■ ASSIGNMENT: Return all lines in the data where the string "collect" can be found.

■ INPUT:
###
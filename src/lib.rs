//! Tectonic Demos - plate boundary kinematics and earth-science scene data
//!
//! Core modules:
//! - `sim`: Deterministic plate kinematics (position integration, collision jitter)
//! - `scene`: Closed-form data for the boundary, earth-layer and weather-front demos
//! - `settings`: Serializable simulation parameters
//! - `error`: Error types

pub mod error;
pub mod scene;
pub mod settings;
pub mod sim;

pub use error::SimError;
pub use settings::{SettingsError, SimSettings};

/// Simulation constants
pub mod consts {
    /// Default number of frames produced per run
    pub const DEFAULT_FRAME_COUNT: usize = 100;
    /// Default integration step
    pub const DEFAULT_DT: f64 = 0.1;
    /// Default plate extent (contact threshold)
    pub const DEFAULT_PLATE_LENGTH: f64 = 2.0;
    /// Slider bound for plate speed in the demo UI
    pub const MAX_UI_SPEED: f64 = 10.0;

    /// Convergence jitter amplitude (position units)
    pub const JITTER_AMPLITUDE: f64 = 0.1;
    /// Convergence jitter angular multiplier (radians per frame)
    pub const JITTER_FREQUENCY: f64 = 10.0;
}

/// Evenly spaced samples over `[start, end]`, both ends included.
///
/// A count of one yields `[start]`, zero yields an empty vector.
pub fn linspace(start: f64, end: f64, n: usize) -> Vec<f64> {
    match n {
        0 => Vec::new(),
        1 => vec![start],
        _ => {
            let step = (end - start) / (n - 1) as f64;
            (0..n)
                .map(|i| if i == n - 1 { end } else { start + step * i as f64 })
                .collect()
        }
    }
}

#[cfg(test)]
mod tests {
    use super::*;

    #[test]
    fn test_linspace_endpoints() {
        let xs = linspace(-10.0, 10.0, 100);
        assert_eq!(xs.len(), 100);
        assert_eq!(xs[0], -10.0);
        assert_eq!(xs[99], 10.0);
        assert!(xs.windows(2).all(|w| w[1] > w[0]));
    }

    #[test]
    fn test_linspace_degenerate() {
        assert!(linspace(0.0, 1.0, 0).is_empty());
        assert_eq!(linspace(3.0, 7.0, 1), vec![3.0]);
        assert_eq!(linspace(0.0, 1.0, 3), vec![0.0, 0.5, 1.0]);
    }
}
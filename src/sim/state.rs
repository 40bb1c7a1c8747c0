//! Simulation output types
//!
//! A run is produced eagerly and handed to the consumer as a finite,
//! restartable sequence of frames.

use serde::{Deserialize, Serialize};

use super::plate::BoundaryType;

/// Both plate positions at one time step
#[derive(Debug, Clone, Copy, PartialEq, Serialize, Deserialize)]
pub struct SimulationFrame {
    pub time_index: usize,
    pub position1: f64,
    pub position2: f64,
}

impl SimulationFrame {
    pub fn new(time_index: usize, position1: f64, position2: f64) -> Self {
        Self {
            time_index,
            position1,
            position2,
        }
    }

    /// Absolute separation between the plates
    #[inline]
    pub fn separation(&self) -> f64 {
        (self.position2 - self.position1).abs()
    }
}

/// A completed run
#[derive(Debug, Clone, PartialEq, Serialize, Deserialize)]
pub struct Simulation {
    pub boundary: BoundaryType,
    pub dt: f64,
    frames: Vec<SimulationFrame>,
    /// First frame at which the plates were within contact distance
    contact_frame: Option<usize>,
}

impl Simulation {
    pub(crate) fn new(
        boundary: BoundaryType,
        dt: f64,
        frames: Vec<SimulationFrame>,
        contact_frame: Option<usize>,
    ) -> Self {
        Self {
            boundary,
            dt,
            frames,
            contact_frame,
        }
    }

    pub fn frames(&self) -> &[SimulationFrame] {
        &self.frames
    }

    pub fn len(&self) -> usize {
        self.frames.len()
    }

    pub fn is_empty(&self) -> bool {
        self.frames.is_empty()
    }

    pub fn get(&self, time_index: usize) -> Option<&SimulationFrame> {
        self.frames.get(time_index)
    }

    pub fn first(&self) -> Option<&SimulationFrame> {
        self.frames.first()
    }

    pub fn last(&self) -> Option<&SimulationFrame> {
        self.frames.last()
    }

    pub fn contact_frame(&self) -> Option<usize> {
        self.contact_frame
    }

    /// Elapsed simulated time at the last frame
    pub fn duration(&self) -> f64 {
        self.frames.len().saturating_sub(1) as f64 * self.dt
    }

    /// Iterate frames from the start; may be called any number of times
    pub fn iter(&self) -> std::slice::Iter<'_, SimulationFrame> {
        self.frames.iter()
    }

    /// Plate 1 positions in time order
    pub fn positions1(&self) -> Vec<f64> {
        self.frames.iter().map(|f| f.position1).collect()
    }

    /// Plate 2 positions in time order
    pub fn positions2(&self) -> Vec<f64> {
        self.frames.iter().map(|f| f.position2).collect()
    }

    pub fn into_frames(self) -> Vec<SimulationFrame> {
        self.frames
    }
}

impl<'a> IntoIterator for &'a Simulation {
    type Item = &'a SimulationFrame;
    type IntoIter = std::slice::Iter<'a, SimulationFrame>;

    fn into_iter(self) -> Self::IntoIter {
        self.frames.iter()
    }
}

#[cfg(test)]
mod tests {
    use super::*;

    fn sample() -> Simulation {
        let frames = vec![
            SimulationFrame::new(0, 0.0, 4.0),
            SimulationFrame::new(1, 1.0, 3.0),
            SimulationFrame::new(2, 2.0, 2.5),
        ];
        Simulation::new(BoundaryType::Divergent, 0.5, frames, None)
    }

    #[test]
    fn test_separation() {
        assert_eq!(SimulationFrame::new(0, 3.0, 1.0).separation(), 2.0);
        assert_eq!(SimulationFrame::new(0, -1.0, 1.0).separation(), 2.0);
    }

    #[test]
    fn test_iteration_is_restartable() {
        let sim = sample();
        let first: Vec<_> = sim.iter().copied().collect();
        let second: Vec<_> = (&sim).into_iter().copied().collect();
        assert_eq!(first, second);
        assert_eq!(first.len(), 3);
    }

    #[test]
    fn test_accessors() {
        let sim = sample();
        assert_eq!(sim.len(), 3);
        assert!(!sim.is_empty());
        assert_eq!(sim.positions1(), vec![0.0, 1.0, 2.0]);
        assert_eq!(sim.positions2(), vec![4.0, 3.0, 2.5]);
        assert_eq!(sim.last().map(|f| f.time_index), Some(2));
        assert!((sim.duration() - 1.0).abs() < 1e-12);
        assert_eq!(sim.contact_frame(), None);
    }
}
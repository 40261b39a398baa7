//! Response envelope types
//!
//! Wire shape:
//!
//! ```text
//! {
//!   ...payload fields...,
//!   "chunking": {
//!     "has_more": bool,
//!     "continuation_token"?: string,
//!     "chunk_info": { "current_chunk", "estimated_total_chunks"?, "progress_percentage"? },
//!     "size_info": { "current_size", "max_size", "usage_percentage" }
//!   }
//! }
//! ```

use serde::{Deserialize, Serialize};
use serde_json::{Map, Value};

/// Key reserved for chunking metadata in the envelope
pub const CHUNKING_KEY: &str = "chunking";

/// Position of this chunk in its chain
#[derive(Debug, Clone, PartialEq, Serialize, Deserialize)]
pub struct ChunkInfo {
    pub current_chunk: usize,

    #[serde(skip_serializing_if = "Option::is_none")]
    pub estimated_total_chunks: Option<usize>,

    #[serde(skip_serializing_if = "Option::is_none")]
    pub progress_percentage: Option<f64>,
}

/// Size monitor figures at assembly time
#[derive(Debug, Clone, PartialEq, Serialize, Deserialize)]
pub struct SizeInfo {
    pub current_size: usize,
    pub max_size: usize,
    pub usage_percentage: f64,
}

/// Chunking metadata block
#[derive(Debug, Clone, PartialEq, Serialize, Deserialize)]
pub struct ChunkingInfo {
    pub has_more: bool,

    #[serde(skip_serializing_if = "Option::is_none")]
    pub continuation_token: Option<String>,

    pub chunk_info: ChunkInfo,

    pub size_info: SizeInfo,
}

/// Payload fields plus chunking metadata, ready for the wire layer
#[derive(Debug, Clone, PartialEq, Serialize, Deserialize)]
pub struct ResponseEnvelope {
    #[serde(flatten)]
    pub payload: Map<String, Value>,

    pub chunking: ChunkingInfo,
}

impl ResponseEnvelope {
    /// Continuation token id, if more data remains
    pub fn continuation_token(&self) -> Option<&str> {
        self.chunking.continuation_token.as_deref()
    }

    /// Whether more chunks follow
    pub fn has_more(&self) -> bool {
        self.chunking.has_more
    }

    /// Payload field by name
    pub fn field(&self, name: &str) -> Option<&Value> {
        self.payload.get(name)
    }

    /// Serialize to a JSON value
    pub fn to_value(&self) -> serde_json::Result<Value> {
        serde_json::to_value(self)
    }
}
###
■ RESPONSE AREA:
                .collect()
        self.frames.iter().map(|f| f.position1).collect()
        self.frames.iter().map(|f| f.position2).collect()
        let first: Vec<_> = sim.iter().copied().collect();
        let second: Vec<_> = (&sim).into_iter().copied().collect();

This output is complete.